# Therapy Dog Training in Metro Detroit Area?



## kmarti32 (Mar 28, 2011)

I'm interested in doing some training with Diesel to see if he would be a good therapy dog. He is so good with children I think he would love it. Can anyone give me a good place to start? I talked to a lady at the beach today that has two Poms that are therapy dogs. They visit nursing homes and hospitals. She told me to contact Therapaws. It looks like they only visit places near Ann Arbor. I was hoping to find something closer to Detroit. Any suggestions?


----------



## ILGHAUS (Nov 25, 2002)

Call some of the local hospitals or nursing homes and ask if they have Therapy Dogs visit. If so then ask the names of the groups. Same for work with children - call children's hospitals or even go a slightly different route and check with your local libraries if they have reading programs using dogs. 

You can also ask local dog clubs if they as a club or any of their members are involved in therapy work.


----------



## Chicagocanine (Aug 7, 2008)

Does your dog have a CGC? CGC training is a good place to start.
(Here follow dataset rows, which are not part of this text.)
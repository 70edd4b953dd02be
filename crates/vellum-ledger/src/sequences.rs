use std::sync::atomic::{AtomicU64, Ordering};

use vellum_store::{Store, StoreError, Table, WriteBatch};

use crate::error::LedgerResult;

/// Row families with independently allocated ids.
#[derive(Debug, Clone, Copy, PartialEq, Eq, Hash)]
pub enum SequenceKind {
    Entity,
    MetadataEntry,
    MetadataAggregate,
    ResourceSupply,
    VaultBalance,
}

const KIND_COUNT: usize = 5;

impl SequenceKind {
    pub fn name(&self) -> &'static str {
        match self {
            SequenceKind::Entity => "entity",
            SequenceKind::MetadataEntry => "metadata_entry",
            SequenceKind::MetadataAggregate => "metadata_aggregate",
            SequenceKind::ResourceSupply => "resource_supply",
            SequenceKind::VaultBalance => "vault_balance",
        }
    }

    pub fn all() -> &'static [SequenceKind] {
        &[
            SequenceKind::Entity,
            SequenceKind::MetadataEntry,
            SequenceKind::MetadataAggregate,
            SequenceKind::ResourceSupply,
            SequenceKind::VaultBalance,
        ]
    }

    fn index(self) -> usize {
        match self {
            SequenceKind::Entity => 0,
            SequenceKind::MetadataEntry => 1,
            SequenceKind::MetadataAggregate => 2,
            SequenceKind::ResourceSupply => 3,
            SequenceKind::VaultBalance => 4,
        }
    }
}

/// Monotonic id allocator for every row family.
///
/// Ids are handed out in memory during reconciliation so rows can reference
/// each other before anything is persisted. The counters are staged into
/// every batch and reloaded on startup; ids burned by a failed batch are
/// never reused, leaving gaps, which is harmless.
#[derive(Debug)]
pub struct SequenceAllocator {
    counters: [AtomicU64; KIND_COUNT],
}

impl SequenceAllocator {
    /// All counters at zero, for a fresh database.
    pub fn new() -> Self {
        Self {
            counters: std::array::from_fn(|_| AtomicU64::new(0)),
        }
    }

    /// Resume from the counters persisted with the last committed batch.
    pub fn load(store: &dyn Store) -> LedgerResult<Self> {
        let allocator = Self::new();
        for kind in SequenceKind::all() {
            if let Some(value) = store.get(Table::Sequences, kind.name().as_bytes())? {
                let bytes: [u8; 8] = value.as_slice().try_into().map_err(|_| {
                    StoreError::Deserialization(format!(
                        "sequence {}: expected 8 bytes, got {}",
                        kind.name(),
                        value.len()
                    ))
                })?;
                allocator.counters[kind.index()].store(u64::from_be_bytes(bytes), Ordering::SeqCst);
            }
        }
        Ok(allocator)
    }

    /// Allocate the next id for `kind`. The first id issued is 1.
    pub fn next(&self, kind: SequenceKind) -> u64 {
        self.counters[kind.index()].fetch_add(1, Ordering::SeqCst) + 1
    }

    /// Last id issued for `kind`, zero if none.
    pub fn current(&self, kind: SequenceKind) -> u64 {
        self.counters[kind.index()].load(Ordering::SeqCst)
    }

    /// Stage every counter into `batch` so allocation state commits with the
    /// rows that consumed it.
    pub fn stage(&self, batch: &mut WriteBatch) {
        for kind in SequenceKind::all() {
            batch.put(
                Table::Sequences,
                kind.name().as_bytes().to_vec(),
                self.current(*kind).to_be_bytes().to_vec(),
            );
        }
    }
}

impl Default for SequenceAllocator {
    fn default() -> Self {
        Self::new()
    }
}
//! Line item validation.
//!
//! Every item is checked before any money is computed, so a bad line never
//! produces a partial result.

use rust_decimal::Decimal;
use tracing::warn;

use crate::error::{
    CostError, CostResult, NEGATIVE_PRICE_MESSAGE, NON_POSITIVE_QUANTITY_MESSAGE,
};
use crate::models::LineItem;

/// Checks the quantity and price invariants of every line item.
///
/// Items are checked in cart order; for each item the quantity is checked
/// before the price. The first violation is returned.
///
/// # Errors
///
/// Returns `InvalidLineItem` when a quantity is zero or a unit price is negative.
///
/// # Examples
///
/// ```
/// use checkout_cost::calculation::validate_line_items;
///
/// assert!(validate_line_items(&[]).is_ok());
/// ```
pub fn validate_line_items(items: &[LineItem]) -> CostResult<()> {
    for item in items {
        if item.quantity == 0 {
            warn!(product_id = %item.product.id, "Rejected line item with zero quantity");
            return Err(CostError::InvalidLineItem {
                product_id: item.product.id.clone(),
                message: NON_POSITIVE_QUANTITY_MESSAGE.to_string(),
            });
        }
        if item.product.unit_price < Decimal::ZERO {
            warn!(
                product_id = %item.product.id,
                unit_price = %item.product.unit_price,
                "Rejected line item with negative price"
            );
            return Err(CostError::InvalidLineItem {
                product_id: item.product.id.clone(),
                message: NEGATIVE_PRICE_MESSAGE.to_string(),
            });
        }
    }
    Ok(())
}

#[cfg(test)]
mod tests {
    use super::*;
    use crate::models::{Product, ProductCategory};
    use std::str::FromStr;

    fn dec(s: &str) -> Decimal {
        Decimal::from_str(s).unwrap()
    }

    fn create_item(id: &str, price: &str, quantity: u32) -> LineItem {
        LineItem::new(
            Product {
                id: id.to_string(),
                name: "Item".to_string(),
                category: ProductCategory::Book,
                unit_price: dec(price),
                weight_kg: dec("1.0"),
                length_cm: Decimal::ZERO,
                width_cm: Decimal::ZERO,
                height_cm: Decimal::ZERO,
                fragile: false,
            },
            quantity,
        )
    }

    #[test]
    fn test_valid_items_pass() {
        let items = vec![create_item("a", "10.00", 1), create_item("b", "0.00", 3)];
        assert!(validate_line_items(&items).is_ok());
    }

    #[test]
    fn test_zero_quantity_is_rejected() {
        let items = vec![create_item("a", "10.00", 1), create_item("b", "10.00", 0)];

        match validate_line_items(&items) {
            Err(CostError::InvalidLineItem {
                product_id,
                message,
            }) => {
                assert_eq!(product_id, "b");
                assert!(message.contains("quantity must be greater than zero"));
            }
            other => panic!("Expected InvalidLineItem error, got {:?}", other),
        }
    }

    #[test]
    fn test_negative_price_is_rejected() {
        let items = vec![create_item("a", "-0.01", 2)];

        match validate_line_items(&items) {
            Err(CostError::InvalidLineItem {
                product_id,
                message,
            }) => {
                assert_eq!(product_id, "a");
                assert!(message.contains("price must not be negative"));
            }
            other => panic!("Expected InvalidLineItem error, got {:?}", other),
        }
    }

    #[test]
    fn test_quantity_checked_before_price_on_same_item() {
        let items = vec![create_item("a", "-5.00", 0)];

        let err = validate_line_items(&items).unwrap_err();
        assert!(err.to_string().contains(NON_POSITIVE_QUANTITY_MESSAGE));
    }
}
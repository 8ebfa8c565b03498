//! Taxable weight of a product.
//!
//! Carriers charge the greater of the physical weight and the volumetric
//! weight, where the volumetric weight is the package volume in cubic
//! centimetres divided by a fixed divisor (6000 in the standard table).

use rust_decimal::Decimal;

use crate::config::PricingConfig;
use crate::error::CostResult;
use crate::models::Product;

/// Returns the volumetric weight of one unit in kilograms.
///
/// Zero when any dimension is zero. A non-positive divisor also yields
/// zero; [`PricingConfig::validate`] rejects such tables.
///
/// # Errors
///
/// Returns `InvalidLineItem` if the package volume does not fit in a `Decimal`.
///
/// # Examples
///
/// ```
/// use checkout_cost::calculation::volumetric_weight;
/// use checkout_cost::config::PricingConfig;
/// use checkout_cost::models::{Product, ProductCategory};
/// use rust_decimal::Decimal;
///
/// let product = Product {
///     id: "sku_001".to_string(),
///     name: "Armchair".to_string(),
///     category: ProductCategory::Furniture,
///     unit_price: Decimal::from(300),
///     weight_kg: Decimal::ONE,
///     length_cm: Decimal::from(60),
///     width_cm: Decimal::from(50),
///     height_cm: Decimal::from(40),
///     fragile: false,
/// };
/// assert_eq!(
///     volumetric_weight(&product, &PricingConfig::standard()).unwrap(),
///     Decimal::from(20)
/// );
/// ```
pub fn volumetric_weight(product: &Product, config: &PricingConfig) -> CostResult<Decimal> {
    let divisor = config.shipping().volumetric_divisor;
    if divisor <= Decimal::ZERO || !product.has_dimensions() {
        return Ok(Decimal::ZERO);
    }
    Ok(product
        .volume_cm3()?
        .checked_div(divisor)
        .unwrap_or(Decimal::ZERO))
}

/// Returns the taxable weight of one unit: the greater of physical and volumetric weight.
pub fn taxable_weight(product: &Product, config: &PricingConfig) -> CostResult<Decimal> {
    Ok(product.weight_kg.max(volumetric_weight(product, config)?))
}

#[cfg(test)]
mod tests {
    use super::*;
    use crate::models::ProductCategory;
    use std::str::FromStr;

    fn dec(s: &str) -> Decimal {
        Decimal::from_str(s).unwrap()
    }

    fn create_product(weight: &str, length: &str, width: &str, height: &str) -> Product {
        Product {
            id: "sku_001".to_string(),
            name: "Box".to_string(),
            category: ProductCategory::Furniture,
            unit_price: dec("100.00"),
            weight_kg: dec(weight),
            length_cm: dec(length),
            width_cm: dec(width),
            height_cm: dec(height),
            fragile: false,
        }
    }

    #[test]
    fn test_zero_dimensions_give_zero_volumetric_weight() {
        let product = create_product("3.0", "0", "0", "0");
        assert_eq!(
            volumetric_weight(&product, &PricingConfig::standard()).unwrap(),
            Decimal::ZERO
        );
        assert_eq!(
            taxable_weight(&product, &PricingConfig::standard()).unwrap(),
            dec("3.0")
        );
    }

    #[test]
    fn test_volumetric_weight_wins_for_bulky_light_items() {
        // 40 x 40 x 40 = 64000 cm3 / 6000 = 10.666... kg
        let product = create_product("1.0", "40", "40", "40");
        let weight = taxable_weight(&product, &PricingConfig::standard()).unwrap();

        assert!(weight > dec("10.66"));
        assert!(weight < dec("10.67"));
    }

    #[test]
    fn test_physical_weight_wins_for_dense_items() {
        // 10 x 10 x 10 = 1000 cm3 / 6000 = 0.1666... kg
        let product = create_product("2.5", "10", "10", "10");
        assert_eq!(
            taxable_weight(&product, &PricingConfig::standard()).unwrap(),
            dec("2.5")
        );
    }

    #[test]
    fn test_negative_physical_weight_falls_back_to_volumetric() {
        let product = create_product("-1.0", "0", "0", "0");
        assert_eq!(
            taxable_weight(&product, &PricingConfig::standard()).unwrap(),
            Decimal::ZERO
        );
    }

    #[test]
    fn test_exact_volumetric_division() {
        let product = create_product("0.5", "30", "20", "10");
        assert_eq!(
            volumetric_weight(&product, &PricingConfig::standard()).unwrap(),
            dec("1")
        );
    }

    #[test]
    fn test_partial_dimensions_give_zero_volumetric_weight() {
        let product = create_product("2.0", "40", "40", "0");
        assert_eq!(
            taxable_weight(&product, &PricingConfig::standard()).unwrap(),
            dec("2.0")
        );
    }

    #[test]
    fn test_oversized_package_is_an_error() {
        let side = Decimal::from(10_000_000_000i64);
        let mut product = create_product("1.0", "0", "0", "0");
        product.length_cm = side;
        product.width_cm = side;
        product.height_cm = side;

        let err = taxable_weight(&product, &PricingConfig::standard()).unwrap_err();
        assert!(err.is_invalid_input());
        assert!(err.to_string().contains("sku_001"));
    }
}
//! Per-category quantity discount.
//!
//! Items are grouped by product category. Each group's units select a
//! discount tier that is applied to the group's subtotal, and the discounted
//! group subtotals are summed into the items subtotal.

use std::collections::HashMap;

use rust_decimal::Decimal;
use tracing::debug;

use crate::config::PricingConfig;
use crate::error::{CostError, CostResult};
use crate::models::{AuditStep, CategorySubtotal, LineItem, ProductCategory};

/// The result of the category discount stage, including the audit step.
#[derive(Debug, Clone)]
pub struct CategoryDiscountResult {
    /// One entry per category, in order of first appearance.
    pub subtotals: Vec<CategorySubtotal>,
    /// Sum of the discounted category subtotals.
    pub items_subtotal: Decimal,
    /// The audit step recording this stage.
    pub audit_step: AuditStep,
}

/// Groups items by category and applies the quantity-tier discount per group.
///
/// With the standard table: 8 or more units take 15% off, 5 or more take
/// 10%, 3 or more take 5%, fewer take nothing.
///
/// # Arguments
///
/// * `items` - The validated line items of the cart
/// * `config` - The pricing table supplying the discount tiers
/// * `step_number` - The step number for audit trail sequencing
///
/// # Errors
///
/// Returns `InvalidLineItem` if a line or category total does not fit in a
/// `Decimal`, and `InvalidInput` if the items subtotal does not.
///
/// # Examples
///
/// ```
/// use checkout_cost::calculation::calculate_category_subtotals;
/// use checkout_cost::config::PricingConfig;
/// use checkout_cost::models::{LineItem, Product, ProductCategory};
/// use rust_decimal::Decimal;
/// use std::str::FromStr;
///
/// let product = Product {
///     id: "sku_001".to_string(),
///     name: "Novel".to_string(),
///     category: ProductCategory::Book,
///     unit_price: Decimal::from_str("100.00").unwrap(),
///     weight_kg: Decimal::from_str("1.0").unwrap(),
///     length_cm: Decimal::ZERO,
///     width_cm: Decimal::ZERO,
///     height_cm: Decimal::ZERO,
///     fragile: false,
/// };
///
/// let result = calculate_category_subtotals(
///     &[LineItem::new(product, 3)],
///     &PricingConfig::standard(),
///     1,
/// )
/// .unwrap();
/// assert_eq!(result.items_subtotal, Decimal::from_str("285.00").unwrap());
/// ```
pub fn calculate_category_subtotals(
    items: &[LineItem],
    config: &PricingConfig,
    step_number: u32,
) -> CostResult<CategoryDiscountResult> {
    let mut index: HashMap<ProductCategory, usize> = HashMap::new();
    let mut groups: Vec<(ProductCategory, u64, Decimal)> = Vec::new();

    for item in items {
        let category = item.product.category;
        let position = *index.entry(category).or_insert_with(|| {
            groups.push((category, 0, Decimal::ZERO));
            groups.len() - 1
        });
        let line_total = item.line_total()?;
        let group = &mut groups[position];
        group.1 += u64::from(item.quantity);
        group.2 = group
            .2
            .checked_add(line_total)
            .ok_or_else(|| CostError::line_out_of_range(&item.product.id))?;
    }

    let subtotals = groups
        .into_iter()
        .map(|(category, quantity, gross_subtotal)| -> CostResult<CategorySubtotal> {
            let discount_rate = config.category_discount_rate(quantity);
            let discounted_subtotal = gross_subtotal
                .checked_mul(Decimal::ONE - discount_rate)
                .ok_or_else(|| CostError::out_of_range("category subtotal"))?;
            debug!(
                category = category.as_str(),
                quantity,
                gross_subtotal = %gross_subtotal,
                discount_rate = %discount_rate,
                "Applied category discount"
            );
            Ok(CategorySubtotal {
                category,
                quantity,
                gross_subtotal,
                discount_rate,
                discounted_subtotal,
            })
        })
        .collect::<CostResult<Vec<_>>>()?;

    let items_subtotal = subtotals
        .iter()
        .try_fold(Decimal::ZERO, |sum, s| sum.checked_add(s.discounted_subtotal))
        .ok_or_else(|| CostError::out_of_range("items subtotal"))?;

    let groups_json: Vec<serde_json::Value> = subtotals
        .iter()
        .map(|s| {
            serde_json::json!({
                "category": s.category.as_str(),
                "quantity": s.quantity,
                "gross_subtotal": s.gross_subtotal.normalize().to_string(),
                "discount_rate": s.discount_rate.normalize().to_string(),
                "discounted_subtotal": s.discounted_subtotal.normalize().to_string()
            })
        })
        .collect();

    let reasoning = if subtotals.is_empty() {
        "No items, subtotal is 0".to_string()
    } else {
        subtotals
            .iter()
            .map(|s| {
                format!(
                    "{}: {} units, ${} x (1 - {}) = ${}",
                    s.category.as_str(),
                    s.quantity,
                    s.gross_subtotal.normalize(),
                    s.discount_rate.normalize(),
                    s.discounted_subtotal.normalize()
                )
            })
            .collect::<Vec<_>>()
            .join("; ")
    };

    let audit_step = AuditStep {
        step_number,
        rule_id: "category_discount".to_string(),
        rule_name: "Category Quantity Discount".to_string(),
        input: serde_json::json!({
            "line_items": items.len()
        }),
        output: serde_json::json!({
            "categories": groups_json,
            "items_subtotal": items_subtotal.normalize().to_string()
        }),
        reasoning,
    };

    Ok(CategoryDiscountResult {
        subtotals,
        items_subtotal,
        audit_step,
    })
}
You can usually find CGC classes or obedience classes focusing on CGC behaviors even if you can't find a therapy dog class in your area (those are less common.)

This webpage gives a lot of information about animal assisted therapy, and also has lists of both national and local organizations and local programs all over:
Therapy Dogs Index


----------



## ken k (Apr 3, 2006)

I'm in farmington hills, and a tester for T.D.Inc, you do not need any special therapy dog class's to become a therapy dog, shoot me a pm, most of the local groups like Therapaws require you to be tested and pass by T.D.Inc or TD.int


----------